Breaking through writer’s block is a popular topic on writing blogs, but I think much of the advice is misleading. There is a notion that you can produce something good, or at least something workable, if you just try hard enough and follow some special routine for brainstorming ideas and getting them down into a post. It’s true that you’ll be able to produce something, but to me the difficulty itself is not a barrier, it’s a signal. It’s a signal that you don’t really know what you’re talking about, that you haven’t thought through your ideas properly or maybe even that you have nothing at all to say. Sure, when you sit down to write you’ll find that at times the words come easier, at times harder, but the difficulty should never lie in the material; that is, the difficulty should never lie in what you have to say rather than how you want to say it.
Goethe wrote the second part of Faust sporadically over many years, sitting down to write whenever he felt like it, and on whatever topic he wished, rather than being bound by the structure of the story and forced along a linear narrative. The disjointed nature of the work reveals this, but the other effect of his method is that there is absolutely no filler. Each part was written with enthusiasm and energy, and while one part may clash forcefully into the next, there is no inferior filler to be found between them.

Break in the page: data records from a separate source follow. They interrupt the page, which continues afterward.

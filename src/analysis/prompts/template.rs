use anyhow::{anyhow, Result};
use std::collections::HashMap;

/// A prompt with `{name}` placeholders. `{{` and `}}` produce literal braces.
#[derive(Debug, Clone, PartialEq, Eq)]
pub struct PromptTemplate {
  template: &'static str,
}

enum Piece<'a> {
  Text(&'a str),
  Brace(char),
  Variable(&'a str),
}

impl PromptTemplate {

  pub const fn new(template: &'static str) -> Self {
    PromptTemplate { template }
  }

  /// Placeholder names in order of first appearance.
  #[cfg(test)]
  pub fn variables(&self) -> Vec<&'static str> {
    let mut names: Vec<&'static str> = Vec::new();
    for piece in pieces(self.template) {
      if let Piece::Variable(name) = piece {
        if !names.contains(&name) {
          names.push(name);
        }
      }
    }
    return names;
  }

  pub fn format(&self, variables: &HashMap<&str, String>) -> Result<String> {
    let mut output = String::with_capacity(self.template.len());

    for piece in pieces(self.template) {
      match piece {
        Piece::Text(text) => output.push_str(text),
        Piece::Brace(brace) => output.push(brace),
        Piece::Variable(name) => {
          let value = variables.get(name).ok_or_else(|| anyhow!("Missing prompt variable: {}", name))?;
          output.push_str(value);
        }
      }
    }

    Ok(output)
  }
}

fn is_identifier(name: &str) -> bool {
  !name.is_empty() && name.chars().all(|c| c.is_ascii_alphanumeric() || c == '_')
}

fn pieces(template: &str) -> Vec<Piece<'_>> {
  let mut pieces: Vec<Piece<'_>> = Vec::new();
  let mut rest: &str = template;

  while let Some(index) = rest.find(|c: char| c == '{' || c == '}') {
    if index > 0 {
      pieces.push(Piece::Text(&rest[..index]));
    }
    let tail: &str = &rest[index..];

    if tail.starts_with("{{") || tail.starts_with("}}") {
      pieces.push(Piece::Brace(tail.as_bytes()[0] as char));
      rest = &tail[2..];
      continue;
    }

    if tail.starts_with('{') {
      if let Some(close) = tail.find('}') {
        let name: &str = &tail[1..close];
        if is_identifier(name) {
          pieces.push(Piece::Variable(name));
          rest = &tail[close + 1..];
          continue;
        }
      }
    }

    // a lone brace that is not part of a placeholder is kept verbatim
    pieces.push(Piece::Text(&tail[..1]));
    rest = &tail[1..];
  }

  if !rest.is_empty() {
    pieces.push(Piece::Text(rest));
  }

  return pieces;
}

#[cfg(test)]
mod tests {
  use super::*;

  #[test]
  fn test_variables_in_first_appearance_order() {
    let template = PromptTemplate::new("{company} in {industry}; again {company} over {timeframe}");
    assert_eq!(template.variables(), vec!["company", "industry", "timeframe"]);
  }

  #[test]
  fn test_format_substitutes_and_unescapes() {
    let template = PromptTemplate::new("Company: {company}\nJSON: {{\"k\": 1}}");
    let mut variables = HashMap::new();
    variables.insert("company", "Apple".to_string());

    assert_eq!(template.format(&variables).unwrap(), "Company: Apple\nJSON: {\"k\": 1}");
  }

  #[test]
  fn test_format_reports_missing_variable() {
    let template = PromptTemplate::new("{company} / {timeframe}");
    let mut variables = HashMap::new();
    variables.insert("company", "Apple".to_string());

    let error = template.format(&variables).unwrap_err();
    assert!(error.to_string().contains("timeframe"));
  }

  #[test]
  fn test_non_identifier_braces_are_literal() {
    let template = PromptTemplate::new("range {1-10} and } alone");
    assert!(template.variables().is_empty());
    assert_eq!(template.format(&HashMap::new()).unwrap(), "range {1-10} and } alone");
  }
}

When you find yourself stuck for words, ask yourself: why is that? Notice how whenever you have something exciting to share with your friends you are never lost for words, and oftentimes those words cannot stop flowing. The same must be true when you set out to write any kind of material. When you have something you truly care about to share with your reader, the words will find themselves. When you’re stuck, it’s because you don’t know what to say. That may be because you need more time to research and develop your ideas, or it may be that you’re writing filler. Use the block as a signal to stop and reflect.